YOUR GOAL – Would you find each line in the entries below with the string "UnknownMetric" and copy it?

Dataset records:

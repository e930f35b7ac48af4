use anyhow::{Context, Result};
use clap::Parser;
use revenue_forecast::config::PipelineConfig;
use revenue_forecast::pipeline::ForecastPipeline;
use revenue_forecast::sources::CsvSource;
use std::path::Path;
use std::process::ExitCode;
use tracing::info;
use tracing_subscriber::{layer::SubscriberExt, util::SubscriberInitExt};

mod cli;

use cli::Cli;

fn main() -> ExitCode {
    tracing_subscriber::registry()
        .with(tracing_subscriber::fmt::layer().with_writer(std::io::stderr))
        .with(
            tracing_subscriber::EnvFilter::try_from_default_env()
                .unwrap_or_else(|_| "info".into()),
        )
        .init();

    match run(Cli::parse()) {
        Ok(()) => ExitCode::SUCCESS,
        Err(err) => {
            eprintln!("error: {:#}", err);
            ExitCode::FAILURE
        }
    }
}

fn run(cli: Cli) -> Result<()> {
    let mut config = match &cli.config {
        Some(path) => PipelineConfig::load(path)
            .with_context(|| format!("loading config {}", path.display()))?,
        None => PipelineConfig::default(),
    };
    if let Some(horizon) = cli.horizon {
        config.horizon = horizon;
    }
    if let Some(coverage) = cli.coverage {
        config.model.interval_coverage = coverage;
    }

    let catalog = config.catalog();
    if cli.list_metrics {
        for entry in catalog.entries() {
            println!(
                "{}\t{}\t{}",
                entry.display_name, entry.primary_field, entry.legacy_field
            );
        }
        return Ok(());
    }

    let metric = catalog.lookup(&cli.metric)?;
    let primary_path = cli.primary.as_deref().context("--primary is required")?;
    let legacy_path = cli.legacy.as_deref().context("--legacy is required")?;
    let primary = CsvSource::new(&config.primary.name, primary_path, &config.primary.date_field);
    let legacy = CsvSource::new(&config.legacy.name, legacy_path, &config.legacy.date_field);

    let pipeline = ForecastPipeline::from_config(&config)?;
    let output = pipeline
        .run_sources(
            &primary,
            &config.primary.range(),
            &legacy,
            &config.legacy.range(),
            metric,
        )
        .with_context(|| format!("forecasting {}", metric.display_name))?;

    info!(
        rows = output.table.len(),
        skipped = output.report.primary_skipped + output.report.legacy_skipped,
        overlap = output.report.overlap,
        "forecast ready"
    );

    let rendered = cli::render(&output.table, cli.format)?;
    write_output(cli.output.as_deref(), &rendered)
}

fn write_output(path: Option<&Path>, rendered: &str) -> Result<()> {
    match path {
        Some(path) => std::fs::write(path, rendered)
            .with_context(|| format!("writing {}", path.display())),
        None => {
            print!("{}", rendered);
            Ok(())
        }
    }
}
...
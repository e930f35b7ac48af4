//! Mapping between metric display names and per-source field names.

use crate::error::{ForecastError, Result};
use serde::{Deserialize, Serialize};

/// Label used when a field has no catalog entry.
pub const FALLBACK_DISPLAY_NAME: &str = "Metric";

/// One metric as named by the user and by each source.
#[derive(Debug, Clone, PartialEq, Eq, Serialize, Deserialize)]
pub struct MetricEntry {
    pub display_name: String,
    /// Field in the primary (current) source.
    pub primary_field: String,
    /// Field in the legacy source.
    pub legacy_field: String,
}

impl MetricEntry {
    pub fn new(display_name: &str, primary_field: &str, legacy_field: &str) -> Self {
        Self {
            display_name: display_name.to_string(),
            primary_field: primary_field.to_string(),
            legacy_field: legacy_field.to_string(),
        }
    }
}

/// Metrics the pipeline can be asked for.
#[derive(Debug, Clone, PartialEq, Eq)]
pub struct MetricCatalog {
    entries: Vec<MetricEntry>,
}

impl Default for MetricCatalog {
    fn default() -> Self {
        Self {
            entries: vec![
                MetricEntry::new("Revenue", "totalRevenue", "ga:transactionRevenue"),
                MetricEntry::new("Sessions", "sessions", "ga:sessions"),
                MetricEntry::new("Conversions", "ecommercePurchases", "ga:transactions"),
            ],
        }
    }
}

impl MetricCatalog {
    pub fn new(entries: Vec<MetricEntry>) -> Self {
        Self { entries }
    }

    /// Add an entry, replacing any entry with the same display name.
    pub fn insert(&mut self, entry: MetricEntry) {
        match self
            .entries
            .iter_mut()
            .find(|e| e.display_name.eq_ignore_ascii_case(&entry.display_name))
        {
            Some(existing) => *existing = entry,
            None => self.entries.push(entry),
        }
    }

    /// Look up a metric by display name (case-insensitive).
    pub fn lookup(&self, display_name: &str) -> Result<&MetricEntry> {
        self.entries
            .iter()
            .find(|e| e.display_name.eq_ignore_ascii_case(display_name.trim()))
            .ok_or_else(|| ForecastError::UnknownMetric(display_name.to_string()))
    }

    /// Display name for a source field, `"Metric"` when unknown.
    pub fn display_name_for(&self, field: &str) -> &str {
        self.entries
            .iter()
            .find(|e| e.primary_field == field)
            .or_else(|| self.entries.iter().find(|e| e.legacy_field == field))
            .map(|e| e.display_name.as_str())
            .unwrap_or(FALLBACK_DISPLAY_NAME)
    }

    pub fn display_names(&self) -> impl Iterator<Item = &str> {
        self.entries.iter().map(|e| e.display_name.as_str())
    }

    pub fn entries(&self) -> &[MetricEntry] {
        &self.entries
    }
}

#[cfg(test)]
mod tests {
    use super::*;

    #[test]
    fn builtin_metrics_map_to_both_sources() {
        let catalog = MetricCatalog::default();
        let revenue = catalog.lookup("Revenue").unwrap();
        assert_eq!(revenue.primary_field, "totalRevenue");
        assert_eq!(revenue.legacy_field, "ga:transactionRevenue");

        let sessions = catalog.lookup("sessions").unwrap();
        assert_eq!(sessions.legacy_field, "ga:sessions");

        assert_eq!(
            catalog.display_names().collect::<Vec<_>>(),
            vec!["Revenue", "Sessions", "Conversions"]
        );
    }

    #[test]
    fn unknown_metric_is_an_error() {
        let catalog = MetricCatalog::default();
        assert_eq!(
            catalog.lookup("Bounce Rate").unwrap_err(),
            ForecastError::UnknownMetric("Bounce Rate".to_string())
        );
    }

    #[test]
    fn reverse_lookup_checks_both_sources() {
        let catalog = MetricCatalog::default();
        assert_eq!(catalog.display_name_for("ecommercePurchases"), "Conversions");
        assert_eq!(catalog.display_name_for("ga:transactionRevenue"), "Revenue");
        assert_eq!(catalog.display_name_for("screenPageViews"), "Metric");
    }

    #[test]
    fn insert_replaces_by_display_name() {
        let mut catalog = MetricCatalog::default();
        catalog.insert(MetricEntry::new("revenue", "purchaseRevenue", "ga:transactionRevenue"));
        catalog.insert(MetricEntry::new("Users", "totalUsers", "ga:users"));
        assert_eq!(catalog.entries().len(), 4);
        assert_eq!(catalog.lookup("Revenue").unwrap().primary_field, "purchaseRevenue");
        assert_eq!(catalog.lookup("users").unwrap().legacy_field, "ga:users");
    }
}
--
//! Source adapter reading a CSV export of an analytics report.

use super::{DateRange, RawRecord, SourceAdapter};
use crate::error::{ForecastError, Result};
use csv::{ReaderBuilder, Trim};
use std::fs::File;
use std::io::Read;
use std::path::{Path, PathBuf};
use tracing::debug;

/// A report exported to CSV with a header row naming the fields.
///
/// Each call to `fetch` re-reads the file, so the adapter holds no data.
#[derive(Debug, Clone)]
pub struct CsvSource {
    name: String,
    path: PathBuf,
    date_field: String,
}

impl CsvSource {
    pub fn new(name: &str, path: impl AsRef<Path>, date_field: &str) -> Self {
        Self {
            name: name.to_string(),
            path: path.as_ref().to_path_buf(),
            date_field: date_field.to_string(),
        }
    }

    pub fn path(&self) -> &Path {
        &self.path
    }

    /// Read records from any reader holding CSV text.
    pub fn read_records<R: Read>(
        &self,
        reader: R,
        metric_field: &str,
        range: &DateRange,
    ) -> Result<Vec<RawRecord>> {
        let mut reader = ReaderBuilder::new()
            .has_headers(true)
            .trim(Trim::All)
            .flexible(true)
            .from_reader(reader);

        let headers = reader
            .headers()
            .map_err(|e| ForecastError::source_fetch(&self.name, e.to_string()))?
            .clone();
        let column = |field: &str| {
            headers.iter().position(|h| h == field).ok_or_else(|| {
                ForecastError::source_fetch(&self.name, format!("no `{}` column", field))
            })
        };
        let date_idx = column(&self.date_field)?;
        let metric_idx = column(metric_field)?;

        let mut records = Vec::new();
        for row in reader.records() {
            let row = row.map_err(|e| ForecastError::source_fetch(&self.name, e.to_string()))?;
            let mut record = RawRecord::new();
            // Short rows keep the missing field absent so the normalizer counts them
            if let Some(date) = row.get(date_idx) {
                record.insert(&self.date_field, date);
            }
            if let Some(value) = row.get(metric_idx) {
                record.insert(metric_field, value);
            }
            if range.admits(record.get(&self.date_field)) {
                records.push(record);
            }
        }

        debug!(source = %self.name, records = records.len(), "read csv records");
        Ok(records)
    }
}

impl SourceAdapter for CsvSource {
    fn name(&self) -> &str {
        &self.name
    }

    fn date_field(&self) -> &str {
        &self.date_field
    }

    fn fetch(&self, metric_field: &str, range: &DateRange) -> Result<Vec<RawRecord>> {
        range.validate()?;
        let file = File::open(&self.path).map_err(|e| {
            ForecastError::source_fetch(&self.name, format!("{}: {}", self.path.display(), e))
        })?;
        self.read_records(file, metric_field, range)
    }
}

RESPONSE BELOW –
            .ok_or_else(|| ForecastError::UnknownMetric(display_name.to_string()))
            ForecastError::UnknownMetric("Bounce Rate".to_string())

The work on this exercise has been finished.